The first quarter of 2026 was the worst quarter for Bitcoin since 2018, with a 23% loss. Starting April at $66,500, BTC recovered almost half of that loss by mid-month.

Three engines driving the rise:

1. Geopolitical relief
The market directly priced in President Trump's confirmation of the ceasefire extension with Iran. Following the ceasefire news, BTC jumped to $77,500 in the Asian session, then reached a two-month high of $78,300. The decline in oil and the recovery in US stocks created a "risk-on" environment for crypto.

2. ETFs and institutional flows
There was a net inflow of $1.6 billion into Bitcoin spot ETFs in March. While BlackRock and Fidelity funds resumed buying, MicroStrategy's additional $1.28 billion purchase made headlines. On the institutional treasury side, it's being said that Strategy has accumulated 45,000 BTC. This inflow reversed the $1 billion outflow planned for the end of 2025.

3. Infrastructure Signals
A theme frequently mentioned by former CoinRoutes CEO Dave Weisberger is back on the agenda: hashrate recovery. It was reported that by the beginning of 2026, 13 countries would be mining Bitcoin for policy reasons, viewing it as a reserve asset strategy for revenue and network security. While this wouldn't directly send the price soaring, it strengthens the "network health" narrative.

This is compounded by expectations surrounding the Fed. Markets are pricing in earlier interest rate cuts under the new Fed chairman nominee Warsh. Barron's analysts say "a high liquidity environment is historically a strong headwind for Bitcoin," and argue that with lasting peace in Iran, $100,000 could be back on the table in the first half of the year.

What does the community think?

Optimism is cautious. According to a global survey, 44% of investors believe Bitcoin will not surpass $100,000 this year. 31% expect it to go above $100,000 but below the $126,000 peak. Only a minority of 24% predict a new all-time high (ATH).

Technical analysts are bolder. Following the bullish MACD crossover on the daily chart, as long as it remains above $73,000, the direction is considered upward, with the $84,000-$90,000 range potentially being targeted in the short term. Average year-end predictions cluster between $133,000 and $150,000.

Is this rally different?

There are three arguments for those who say yes:

Something absent from the 2021 and 2024 rallies: regular institutional flows through spot ETFs.
The decline cleared leveraged positions. Spot purchases increased as open interest decreased. Bitcoin is no longer just a retail story; it's reinforcing the "digital gold" thesis with its dominant mining and treasury asset narrative.
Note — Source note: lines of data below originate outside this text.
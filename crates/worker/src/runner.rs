//! Job orchestration sequence.
//!
//! One job is one linear pass: input validation, engine readiness,
//! resource validation, template binding, submit-and-await, artifact
//! collection. Each stage gates the next; in particular no submission
//! traffic is ever sent once validation has reported anything missing.

use std::time::Duration;

use prism_comfyui::workflow::{BindingProfile, Workflow};
use prism_core::error::JobError;
use prism_core::manifest::ResourceManifest;
use prism_core::request::GenerationRequest;

use crate::engine::EngineOps;

/// Run one generation job to completion.
///
/// The template is bound on a deep copy; the caller's loaded template
/// is reusable across concurrent jobs.
pub async fn run_job(
    engine: &dyn EngineOps,
    manifest: &ResourceManifest,
    template: &Workflow,
    profile: &BindingProfile,
    request: &GenerationRequest,
    sync_timeout: Duration,
) -> Result<Vec<String>, JobError> {
    request.validate()?;

    engine.ensure_ready().await?;
    engine.validate(manifest).await?;

    let bound = template.bind(request, profile);
    let job_id = engine.submit_and_await(&bound, sync_timeout).await?;

    engine.collect(&job_id).await
}
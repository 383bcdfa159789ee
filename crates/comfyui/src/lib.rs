//! ComfyUI integration for the prism generation worker.
//!
//! Everything that talks to the engine lives here: process supervision
//! and readiness polling, the REST API wrapper, the WebSocket client
//! with typed message parsing, resource-inventory validation, workflow
//! template binding, submit-then-await synchronization, and artifact
//! collection.

pub mod api;
pub mod client;
pub mod collector;
pub mod inventory;
pub mod messages;
pub mod supervisor;
pub mod sync;
pub mod workflow;
//! Output artifact collection.
//!
//! After the terminal event, the job's recorded history is the source
//! of truth for what was produced. Every image descriptor listed there
//! is fetched and base64-encoded for transport; a single failed fetch
//! fails the whole job, and zero listed artifacts after a finished run
//! is its own failure class rather than an empty success.

use std::collections::BTreeMap;

use base64::engine::general_purpose::STANDARD as BASE64_STANDARD;
use base64::Engine as _;
use serde::Deserialize;

use prism_core::error::JobError;

use crate::api::ComfyApi;

/// Per-job history record, as stored under the job id key.
#[derive(Debug, Deserialize)]
pub struct HistoryEntry {
    /// Output descriptors per output-bearing node. `BTreeMap` gives a
    /// stable collection order; the engine itself guarantees ordering
    /// only within one node's image list.
    #[serde(default)]
    pub outputs: BTreeMap<String, NodeOutput>,
}

/// Outputs recorded for one node.
#[derive(Debug, Deserialize)]
pub struct NodeOutput {
    #[serde(default)]
    pub images: Vec<ImageRef>,
}

/// One produced image, addressable via the `/view` endpoint.
#[derive(Debug, Clone, Deserialize, PartialEq, Eq)]
pub struct ImageRef {
    pub filename: String,
    #[serde(default)]
    pub subfolder: String,
    #[serde(rename = "type", default = "default_kind")]
    pub kind: String,
}

fn default_kind() -> String {
    "output".to_string()
}

/// Extract the ordered image descriptors for `job_id` from a raw
/// history response (which is keyed by job id).
///
/// A history with no record for the job, or a record listing zero
/// images, is [`JobError::NoOutputs`]: the run reached its terminal
/// signal without producing anything, which callers must not confuse
/// with success.
pub fn image_refs(history: &serde_json::Value, job_id: &str) -> Result<Vec<ImageRef>, JobError> {
    let Some(record) = history.get(job_id) else {
        return Err(JobError::NoOutputs(job_id.to_string()));
    };

    let entry: HistoryEntry = serde_json::from_value(record.clone()).map_err(|e| {
        JobError::ArtifactFetchFailed {
            filename: format!("history/{job_id}"),
            detail: format!("malformed history record: {e}"),
        }
    })?;

    let refs: Vec<ImageRef> = entry
        .outputs
        .into_values()
        .flat_map(|node| node.images)
        .collect();

    if refs.is_empty() {
        return Err(JobError::NoOutputs(job_id.to_string()));
    }
    Ok(refs)
}

/// Fetch every artifact the job recorded and return them base64-encoded,
/// in manifest order.
///
/// No artifact is optional: the first retrieval failure fails the whole
/// job instead of returning a partial list.
pub async fn collect(api: &ComfyApi, job_id: &str) -> Result<Vec<String>, JobError> {
    let history = api
        .history(job_id)
        .await
        .map_err(|e| JobError::ArtifactFetchFailed {
            filename: format!("history/{job_id}"),
            detail: e.to_string(),
        })?;

    let refs = image_refs(&history, job_id)?;
    tracing::info!(job_id, count = refs.len(), "collecting artifacts");

    let mut encoded = Vec::with_capacity(refs.len());
    for image in &refs {
        let bytes = api
            .view(&image.filename, &image.subfolder, &image.kind)
            .await
            .map_err(|e| JobError::ArtifactFetchFailed {
                filename: image.filename.clone(),
                detail: e.to_string(),
            })?;
        encoded.push(BASE64_STANDARD.encode(bytes));
    }

    Ok(encoded)
}
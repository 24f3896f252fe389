//! analysis::errors — error type for the analysis entry points.
//!
//! Purpose
//! -------
//! Collect failures of the MSD / ACF / histogram / thermo routines in one
//! enum. Kernel and trajectory failures are wrapped unchanged so callers can
//! still match on the inner variant.
//!
//! Conventions
//! -----------
//! - I/O errors are stored as text to keep the enum `Clone + PartialEq`.
//! - `From` conversions exist for [`CorrelationError`], [`TrajectoryError`]
//!   and `std::io::Error` so the `?` operator works across layers.

use crate::{correlation::errors::CorrelationError, trajectory::errors::TrajectoryError};

#[cfg(feature = "python-bindings")]
use pyo3::{PyErr, exceptions::PyValueError};

pub type AnalysisResult<T> = Result<T, AnalysisError>;

#[derive(Debug, Clone, PartialEq)]
pub enum AnalysisError {
    // ---- Wrapped layers ----
    Correlation(CorrelationError),
    Trajectory(TrajectoryError),

    // ---- Histogram ----
    /// Bin layout with non-positive width or fewer than two edges.
    InvalidBins { start: f64, width: f64, n_edges: usize },

    /// Coordinate axis outside `0..3`.
    InvalidAxis { axis: usize },

    // ---- Thermo ----
    /// System size is non-positive or non-finite.
    InvalidSystemSize { size: f64 },

    /// No header line contains the identifier.
    IdentifierNotFound { identifier: String },

    /// Requested label is absent from the data.
    MissingLabel { label: String },

    /// Requested column index exceeds the header width.
    ColumnOutOfRange { column: usize, n_labels: usize },

    /// `xlim` with `min > max` or non-finite bounds.
    InvalidTimeRange { min: f64, max: f64 },

    // ---- Time series ----
    /// Two arrays that must agree in shape do not.
    ShapeMismatch { expected: Vec<usize>, actual: Vec<usize> },

    /// Time step is non-positive or non-finite.
    InvalidTimeStep { dt: f64 },

    // ---- Diffusion ----
    /// No `D[...]` summary line in an MSD log.
    DiffusionNotFound,

    /// Fewer than two distinct samples in an Einstein fit window.
    FitWindowTooShort { n_samples: usize },

    // ---- Input files ----
    /// Data line that cannot be parsed.
    Parse { line: usize, content: String },

    Io { message: String },
}

impl std::error::Error for AnalysisError {
    fn source(&self) -> Option<&(dyn std::error::Error + 'static)> {
        match self {
            AnalysisError::Correlation(err) => Some(err),
            AnalysisError::Trajectory(err) => Some(err),
            _ => None,
        }
    }
}

impl std::fmt::Display for AnalysisError {
    fn fmt(&self, f: &mut std::fmt::Formatter<'_>) -> std::fmt::Result {
        match self {
            // ---- Wrapped layers ----
            AnalysisError::Correlation(err) => write!(f, "{err}"),
            AnalysisError::Trajectory(err) => write!(f, "{err}"),
            // ---- Histogram ----
            AnalysisError::InvalidBins { start, width, n_edges } => {
                write!(
                    f,
                    "Histogram needs width > 0 and >= 2 edges; got start={start}, \
                     width={width}, n_edges={n_edges}"
                )
            }
            AnalysisError::InvalidAxis { axis } => {
                write!(f, "Coordinate axis must be 0, 1 or 2; got: {axis}")
            }
            // ---- Thermo ----
            AnalysisError::InvalidSystemSize { size } => {
                write!(f, "System size must be finite and > 0; got: {size}")
            }
            AnalysisError::IdentifierNotFound { identifier } => {
                write!(f, "{identifier} not found in the file")
            }
            AnalysisError::MissingLabel { label } => {
                write!(f, "No series labelled {label:?}")
            }
            AnalysisError::ColumnOutOfRange { column, n_labels } => {
                write!(f, "Column {column} out of range for a header with {n_labels} labels")
            }
            AnalysisError::InvalidTimeRange { min, max } => {
                write!(f, "Time range needs finite bounds with min <= max; got: ({min}, {max})")
            }
            // ---- Time series ----
            AnalysisError::ShapeMismatch { expected, actual } => {
                write!(
                    f,
                    "Array of shape {actual:?} is not compatible with the series of shape \
                     {expected:?}"
                )
            }
            AnalysisError::InvalidTimeStep { dt } => {
                write!(f, "dt must be finite and > 0; got: {dt}")
            }
            // ---- Diffusion ----
            AnalysisError::DiffusionNotFound => {
                write!(f, "No diffusion coefficient line (D[...]) in the MSD log")
            }
            AnalysisError::FitWindowTooShort { n_samples } => {
                write!(f, "Einstein fit needs >= 2 distinct times; got {n_samples} samples")
            }
            // ---- Input files ----
            AnalysisError::Parse { line, content } => {
                write!(f, "Cannot parse line {line}: {content:?}")
            }
            AnalysisError::Io { message } => write!(f, "I/O error: {message}"),
        }
    }
}

impl From<CorrelationError> for AnalysisError {
    fn from(err: CorrelationError) -> Self {
        AnalysisError::Correlation(err)
    }
}

impl From<TrajectoryError> for AnalysisError {
    fn from(err: TrajectoryError) -> Self {
        AnalysisError::Trajectory(err)
    }
}

impl From<std::io::Error> for AnalysisError {
    fn from(err: std::io::Error) -> Self {
        AnalysisError::Io { message: err.to_string() }
    }
}

#[cfg(feature = "python-bindings")]
impl From<AnalysisError> for PyErr {
    fn from(err: AnalysisError) -> PyErr {
        PyValueError::new_err(err.to_string())
    }
}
However, there are those who disagree. Veteran trader Peter Brandt says that a recovery from the October 2025 peak could take more than a year, and a drop below the February low of $60,853 could push the price down to $49,000. Demand for downward hedging remains high in the options market, with traders focusing on the $60,000 and $50,000 strikes.

Things to watch for in the coming weeks:

$73,000 defense: This level is the base of a five-week consolidation. A daily close below this level would strengthen the "false bounce" thesis.
ETF net inflow: Weekly inflows exceeding $500 million make the rally sustainable. A reversal to outflow would break momentum.
Geopolitics: Risk appetite will be maintained if the Iranian ceasefire is permanent. New tensions in the Strait of Hormuz would create headwinds. Fed communication: A dovish tone at the late April meeting could push Bitcoin to the 80,000 threshold. A hawkish surprise risks a drop below 70,000.

The #BitcoinBouncesBack hashtag has become more than just a slogan as the price approaches 80,000. This is the market's first serious attempt at a "second breath" after the 47% drop that began at the end of 2025. Whether this is a lasting bull turn or a bear market rally will be determined by two resistance levels: first, the psychological level of 80,000, then the technical target of 90,000.

For now, the picture is clear: Bitcoin fell, shook off, and is trying again. Comeback stories are always fragile, but it's safe to say that Bitcoin will at least be back on the table by April 2026.